*Input for this task*
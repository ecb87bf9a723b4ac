mod loop_runner;

pub use loop_runner::{
    run_session, FeedCommand, InputFeed, LoopConfig, ScheduledFeed, SessionReport, StopReason,
};
use std::ops::{Add, Sub};

/// Opaque handle into the world engine. The core never owns entities.
#[derive(Debug, Clone, Copy, PartialEq, Eq, PartialOrd, Ord, Hash)]
pub struct EntityId(pub u64);

#[derive(Debug, Clone, Copy, Default, PartialEq)]
pub struct Vec3 {
    pub x: f32,
    pub y: f32,
    pub z: f32,
}

impl Vec3 {
    pub const ZERO: Vec3 = Vec3 {
        x: 0.0,
        y: 0.0,
        z: 0.0,
    };

    pub const fn new(x: f32, y: f32, z: f32) -> Self {
        Self { x, y, z }
    }

    pub fn length_squared(self) -> f32 {
        self.x * self.x + self.y * self.y + self.z * self.z
    }

    pub fn distance(self, other: Vec3) -> f32 {
        (self - other).length_squared().sqrt()
    }

    pub fn scale(self, factor: f32) -> Vec3 {
        Vec3 {
            x: self.x * factor,
            y: self.y * factor,
            z: self.z * factor,
        }
    }

    pub fn is_finite(self) -> bool {
        self.x.is_finite() && self.y.is_finite() && self.z.is_finite()
    }
}

impl Add for Vec3 {
    type Output = Vec3;

    fn add(self, rhs: Vec3) -> Vec3 {
        Vec3 {
            x: self.x + rhs.x,
            y: self.y + rhs.y,
            z: self.z + rhs.z,
        }
    }
}

impl Sub for Vec3 {
    type Output = Vec3;

    fn sub(self, rhs: Vec3) -> Vec3 {
        Vec3 {
            x: self.x - rhs.x,
            y: self.y - rhs.y,
            z: self.z - rhs.z,
        }
    }
}

/// Local placement of an attached entity relative to its parent.
/// `rotation_euler` is in radians, applied by the world engine.
#[derive(Debug, Clone, Copy, Default, PartialEq)]
pub struct Pose {
    pub offset: Vec3,
    pub rotation_euler: Vec3,
}

#[derive(Debug, Clone, Copy, PartialEq, Eq, Hash)]
pub enum Animation {
    Pour,
    Respawn,
}

/// Completion callbacks reported by the world engine between ticks.
#[derive(Debug, Clone, Copy, PartialEq, Eq)]
pub enum WorldSignal {
    AnimationFinished {
        entity: EntityId,
        animation: Animation,
    },
}

/// Narrow seam to the 3D engine that owns entities, rendering and effects.
///
/// The interaction core only reads positions and overlap tests and asks the
/// engine to parent, move, highlight and animate. Implementations decide
/// what an "interaction volume" is; `intersects` must be symmetric.
pub trait WorldEngine {
    fn position(&self, entity: EntityId) -> Option<Vec3>;
    fn set_position(&mut self, entity: EntityId, position: Vec3);
    fn intersects(&self, a: EntityId, b: EntityId) -> bool;
    fn attach_to(&mut self, entity: EntityId, parent: EntityId, pose: Pose);
    fn detach(&mut self, entity: EntityId);
    fn set_highlighted(&mut self, entities: &[EntityId]);
    fn play_animation(&mut self, entity: EntityId, animation: Animation);
}

/// A world that owns its own clock, as a headless simulation does.
pub trait SteppedWorld: WorldEngine {
    /// Advances animations by `dt_seconds` and reports the ones that finished.
    fn advance(&mut self, dt_seconds: f32) -> Vec<WorldSignal>;
}

#[cfg(test)]
pub(crate) mod test_world {
    use std::collections::{HashMap, HashSet};

    use super::*;

    #[derive(Debug, Clone, PartialEq)]
    pub(crate) enum WorldCall {
        Attach(EntityId, EntityId, Pose),
        Detach(EntityId),
        Animate(EntityId, Animation),
    }

    /// Scriptable engine double: positions and overlaps are set directly.
    #[derive(Debug, Default)]
    pub(crate) struct RecordingWorld {
        pub positions: HashMap<EntityId, Vec3>,
        pub overlaps: HashSet<(EntityId, EntityId)>,
        pub highlighted: Vec<EntityId>,
        pub calls: Vec<WorldCall>,
        pub finished_calls: usize,
    }

    impl RecordingWorld {
        pub(crate) fn place(&mut self, entity: EntityId, position: Vec3) {
            self.positions.insert(entity, position);
        }

        pub(crate) fn overlap(&mut self, a: EntityId, b: EntityId) {
            self.overlaps.insert((a, b));
            self.overlaps.insert((b, a));
        }

        pub(crate) fn separate(&mut self, a: EntityId, b: EntityId) {
            self.overlaps.remove(&(a, b));
            self.overlaps.remove(&(b, a));
        }
    }

    impl WorldEngine for RecordingWorld {
        fn position(&self, entity: EntityId) -> Option<Vec3> {
            self.positions.get(&entity).copied()
        }

        fn set_position(&mut self, entity: EntityId, position: Vec3) {
            self.positions.insert(entity, position);
        }

        fn intersects(&self, a: EntityId, b: EntityId) -> bool {
            self.overlaps.contains(&(a, b))
        }

        fn attach_to(&mut self, entity: EntityId, parent: EntityId, pose: Pose) {
            self.calls.push(WorldCall::Attach(entity, parent, pose));
        }

        fn detach(&mut self, entity: EntityId) {
            self.calls.push(WorldCall::Detach(entity));
        }

        fn set_highlighted(&mut self, entities: &[EntityId]) {
            self.highlighted = entities.to_vec();
        }

        fn play_animation(&mut self, entity: EntityId, animation: Animation) {
            self.calls.push(WorldCall::Animate(entity, animation));
        }
    }

    /// Every animation finishes on the step after it starts.
    impl SteppedWorld for RecordingWorld {
        fn advance(&mut self, _dt_seconds: f32) -> Vec<WorldSignal> {
            let signals = self
                .calls
                .get(self.finished_calls..)
                .unwrap_or_default()
                .iter()
                .filter_map(|call| match *call {
                    WorldCall::Animate(entity, animation) => {
                        Some(WorldSignal::AnimationFinished { entity, animation })
                    }
                    _ => None,
                })
                .collect();
            self.finished_calls = self.calls.len();
            signals
        }
    }
}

*About this exercise*
Return every entry exactly; no line may be missing.

*Expected answer*
repository ecb87bf9a723b4ac
mod loop_runner;

pub use loop_runner::{
    run_session, FeedCommand, InputFeed, LoopConfig, ScheduledFeed, SessionReport, StopReason,
};
use std::ops::{Add, Sub};

/// Opaque handle into the world engine. The core never owns entities.
#[derive(Debug, Clone, Copy, PartialEq, Eq, PartialOrd, Ord, Hash)]
pub struct EntityId(pub u64);

#[derive(Debug, Clone, Copy, Default, PartialEq)]
pub struct Vec3 {
    pub x: f32,
    pub y: f32,
    pub z: f32,
}

impl Vec3 {
    pub const ZERO: Vec3 = Vec3 {
        x: 0.0,
        y: 0.0,
        z: 0.0,
    };

    pub const fn new(x: f32, y: f32, z: f32) -> Self {
        Self { x, y, z }
    }

    pub fn length_squared(self) -> f32 {
        self.x * self.x + self.y * self.y + self.z * self.z
    }

    pub fn distance(self, other: Vec3) -> f32 {
        (self - other).length_squared().sqrt()
    }

    pub fn scale(self, factor: f32) -> Vec3 {
        Vec3 {
            x: self.x * factor,
            y: self.y * factor,
            z: self.z * factor,
        }
    }

    pub fn is_finite(self) -> bool {
        self.x.is_finite() && self.y.is_finite() && self.z.is_finite()
    }
}

impl Add for Vec3 {
    type Output = Vec3;

    fn add(self, rhs: Vec3) -> Vec3 {
        Vec3 {
            x: self.x + rhs.x,
            y: self.y + rhs.y,
            z: self.z + rhs.z,
        }
    }
}

impl Sub for Vec3 {
    type Output = Vec3;

    fn sub(self, rhs: Vec3) -> Vec3 {
        Vec3 {
            x: self.x - rhs.x,
            y: self.y - rhs.y,
            z: self.z - rhs.z,
        }
    }
}

/// Local placement of an attached entity relative to its parent.
/// `rotation_euler` is in radians, applied by the world engine.
#[derive(Debug, Clone, Copy, Default, PartialEq)]
pub struct Pose {
    pub offset: Vec3,
    pub rotation_euler: Vec3,
}

#[derive(Debug, Clone, Copy, PartialEq, Eq, Hash)]
pub enum Animation {
    Pour,
    Respawn,
}

/// Completion callbacks reported by the world engine between ticks.
#[derive(Debug, Clone, Copy, PartialEq, Eq)]
pub enum WorldSignal {
    AnimationFinished {
        entity: EntityId,
        animation: Animation,
    },
}

/// Narrow seam to the 3D engine that owns entities, rendering and effects.
///
/// The interaction core only reads positions and overlap tests and asks the
/// engine to parent, move, highlight and animate. Implementations decide
/// what an "interaction volume" is; `intersects` must be symmetric.
pub trait WorldEngine {
    fn position(&self, entity: EntityId) -> Option<Vec3>;
    fn set_position(&mut self, entity: EntityId, position: Vec3);
    fn intersects(&self, a: EntityId, b: EntityId) -> bool;
    fn attach_to(&mut self, entity: EntityId, parent: EntityId, pose: Pose);
    fn detach(&mut self, entity: EntityId);
    fn set_highlighted(&mut self, entities: &[EntityId]);
    fn play_animation(&mut self, entity: EntityId, animation: Animation);
}

/// A world that owns its own clock, as a headless simulation does.
pub trait SteppedWorld: WorldEngine {
    /// Advances animations by `dt_seconds` and reports the ones that finished.
    fn advance(&mut self, dt_seconds: f32) -> Vec<WorldSignal>;
}

#[cfg(test)]
pub(crate) mod test_world {
    use std::collections::{HashMap, HashSet};

    use super::*;

    #[derive(Debug, Clone, PartialEq)]
    pub(crate) enum WorldCall {
        Attach(EntityId, EntityId, Pose),
        Detach(EntityId),
        Animate(EntityId, Animation),
    }

    /// Scriptable engine double: positions and overlaps are set directly.
    #[derive(Debug, Default)]
    pub(crate) struct RecordingWorld {
        pub positions: HashMap<EntityId, Vec3>,
        pub overlaps: HashSet<(EntityId, EntityId)>,
        pub highlighted: Vec<EntityId>,
        pub calls: Vec<WorldCall>,
        pub finished_calls: usize,
    }

    impl RecordingWorld {
        pub(crate) fn place(&mut self, entity: EntityId, position: Vec3) {
            self.positions.insert(entity, position);
        }

        pub(crate) fn overlap(&mut self, a: EntityId, b: EntityId) {
            self.overlaps.insert((a, b));
            self.overlaps.insert((b, a));
        }

        pub(crate) fn separate(&mut self, a: EntityId, b: EntityId) {
            self.overlaps.remove(&(a, b));
            self.overlaps.remove(&(b, a));
        }
    }

    impl WorldEngine for RecordingWorld {
        fn position(&self, entity: EntityId) -> Option<Vec3> {
            self.positions.get(&entity).copied()
        }

        fn set_position(&mut self, entity: EntityId, position: Vec3) {
            self.positions.insert(entity, position);
        }

        fn intersects(&self, a: EntityId, b: EntityId) -> bool {
            self.overlaps.contains(&(a, b))
        }

        fn attach_to(&mut self, entity: EntityId, parent: EntityId, pose: Pose) {
            self.calls.push(WorldCall::Attach(entity, parent, pose));
        }

        fn detach(&mut self, entity: EntityId) {
            self.calls.push(WorldCall::Detach(entity));
        }

        fn set_highlighted(&mut self, entities: &[EntityId]) {
            self.highlighted = entities.to_vec();
        }

        fn play_animation(&mut self, entity: EntityId, animation: Animation) {
            self.calls.push(WorldCall::Animate(entity, animation));
        }
    }

    /// Every animation finishes on the step after it starts.
    impl SteppedWorld for RecordingWorld {
        fn advance(&mut self, _dt_seconds: f32) -> Vec<WorldSignal> {
            let signals = self
                .calls
                .get(self.finished_calls..)
                .unwrap_or_default()
                .iter()
                .filter_map(|call| match *call {
                    WorldCall::Animate(entity, animation) => {
                        Some(WorldSignal::AnimationFinished { entity, animation })
                    }
                    _ => None,
                })
                .collect();
            self.finished_calls = self.calls.len();
            signals
        }
    }
}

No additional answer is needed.